Schweinfurt service honors ‘kind-hearted’ first sergeant
July 26, 2007
SCHWEINFURT, Germany — They said he led in every way possible, at home and on the frontlines of Iraq.
“I remember walking into his room one evening and it was sweltering hot,” Capt. Jacob E. White said in reference to Jeffrey R. McKinney, who died two weeks ago in Baghdad about a month after being promoted to master sergeant.
White was reciting the words of McKinney’s company commander, Capt. Jesse Greaves. Greaves remains downrange and couldn’t attend McKinney’s memorial ceremony Wednesday at Ledward Barracks chapel in Schweinfurt.
The “room” was McKinney’s hooch, and as anyone who has ever been to Iraq for any length of time knows, the summers can be beyond brutal.
“I said to him, ‘You know, that air conditioner in the window works,’ ” Greaves’ story went. “First sergeant said, ‘Sir, there are soldiers in this building with no AC. Mine stays off till theirs comes on.’ I went back to my room and turned mine off after that.”
McKinney, 40, died July 11 in Baghdad of what the Defense Department characterized a few days later as “a noncombat related incident.” Since then, the Army has stated he was felled by a gunshot wound, but little else has been released.
Army officials in Schweinfurt this week would only say the incident is under investigation.
Based on what was said at his memorial ceremony Wednesday, McKinney was an exemplary and dedicated soldier, a role model. A 19-year-veteran, he had just been tabbed to serve as the first sergeant for Company A, 1st Battalion, 26th Infantry Regiment, 2nd Brigade, 1st Infantry Division.

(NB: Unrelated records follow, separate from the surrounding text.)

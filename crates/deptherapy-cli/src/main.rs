//! CLI entry point for deptherapy.
//!
//! This module is intentionally thin: it handles argument parsing, I/O, and exit codes.
//! All business logic lives in the `deptherapy-app` crate.

use camino::Utf8PathBuf;
use clap::{ArgAction, Parser};
use deptherapy_app::{
    SessionError, SessionInput, build_probe, read_config_text, resolve_settings, run_session,
    session_exit_code,
};
use deptherapy_settings::Overrides;
use rand::SeedableRng;
use rand::rngs::StdRng;

#[derive(Parser, Debug)]
#[command(
    name = "deptherapy",
    version,
    disable_version_flag = true,
    about = "A therapy session for your package.json dependencies"
)]
struct Cli {
    /// Path to the manifest to examine.
    #[arg(long, default_value = "package.json")]
    manifest: Utf8PathBuf,

    /// Path to deptherapy config TOML (missing file means defaults).
    #[arg(long, default_value = "deptherapy.toml")]
    config: Utf8PathBuf,

    /// Seed for template selection; the same seed gives the same session.
    #[arg(long)]
    seed: Option<u64>,

    /// Skip the package manager cycle probe.
    #[arg(long)]
    no_probe: bool,

    /// Log more to stderr (-V info, -VV debug, -VVV trace).
    #[arg(short = 'V', long, action = ArgAction::Count)]
    verbose: u8,

    /// Print version.
    #[arg(short = 'v', long, action = ArgAction::Version)]
    version: Option<bool>,
}

fn main() -> anyhow::Result<()> {
    let cli = Cli::parse();
    init_tracing(cli.verbose);

    let result = session(&cli);
    match &result {
        Ok(text) => print!("{text}"),
        Err(err) => report_error(err),
    }

    let code = session_exit_code(&result);
    if code != 0 {
        std::process::exit(code);
    }
    Ok(())
}

fn session(cli: &Cli) -> Result<String, SessionError> {
    let config_text = read_config_text(&cli.config)?;
    let config = resolve_settings(
        &config_text,
        Overrides {
            disable_probe: cli.no_probe,
        },
    )?;

    tracing::debug!(
        manifest = %cli.manifest,
        config = %cli.config,
        seed = ?cli.seed,
        probe = config.probe.enabled,
        "starting session"
    );

    let probe = build_probe(&config.probe, &cli.manifest);
    let mut rng = match cli.seed {
        Some(seed) => StdRng::seed_from_u64(seed),
        None => StdRng::from_os_rng(),
    };

    let output = run_session(SessionInput {
        manifest_path: &cli.manifest,
        config: &config,
        probe: probe.as_ref(),
        rng: &mut rng,
    })?;

    Ok(output.report.render())
}

fn report_error(err: &SessionError) {
    match err {
        SessionError::ManifestUnreadable(inner) => {
            eprintln!("deptherapy: {err}");
            let mut source = std::error::Error::source(inner);
            while let Some(cause) = source {
                eprintln!("  caused by: {cause}");
                source = std::error::Error::source(cause);
            }
            eprintln!(
                "Run deptherapy next to a package.json, or point at one with --manifest <PATH>."
            );
        }
        SessionError::Unexpected(_) => {
            eprintln!("deptherapy error: {err}");
        }
    }
}

fn init_tracing(verbose: u8) {
    let level = match verbose {
        0 => "warn",
        1 => "info",
        2 => "debug",
        _ => "trace",
    };
    tracing_subscriber::fmt()
        .with_env_filter(tracing_subscriber::EnvFilter::new(level))
        .with_writer(std::io::stderr)
        .with_target(false)
        .init();
}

One day, three weeks before McKinney’s death, Greaves noticed his first sergeant on his knees scrubbing blood off a patch of concrete. One of McKinney’s soldiers had just been struck by a roadside bomb in Kadhimiya, a northern neighborhood of Baghdad.
Other soldiers were in the vicinity, too, picking up pieces of the wreckage, but McKinney caught Greaves’ attention.
“When I asked him what he was doing, his answer was simple,” Greaves recounted in remarks first uttered a week ago at a memorial service in Taji, Iraq. “He said, ‘I’m not leaving any part of him here. He deserves better than that.’
“I had no idea that I would find myself doing the same thing three weeks later (for McKinney).”
There were other poignant remembrances, especially by his good buddy, 1st Sgt. Kevin Floyd, who called McKinney a “kind- hearted human being.”
McKinney, of Garland, Texas, is survived by a wife and two sons.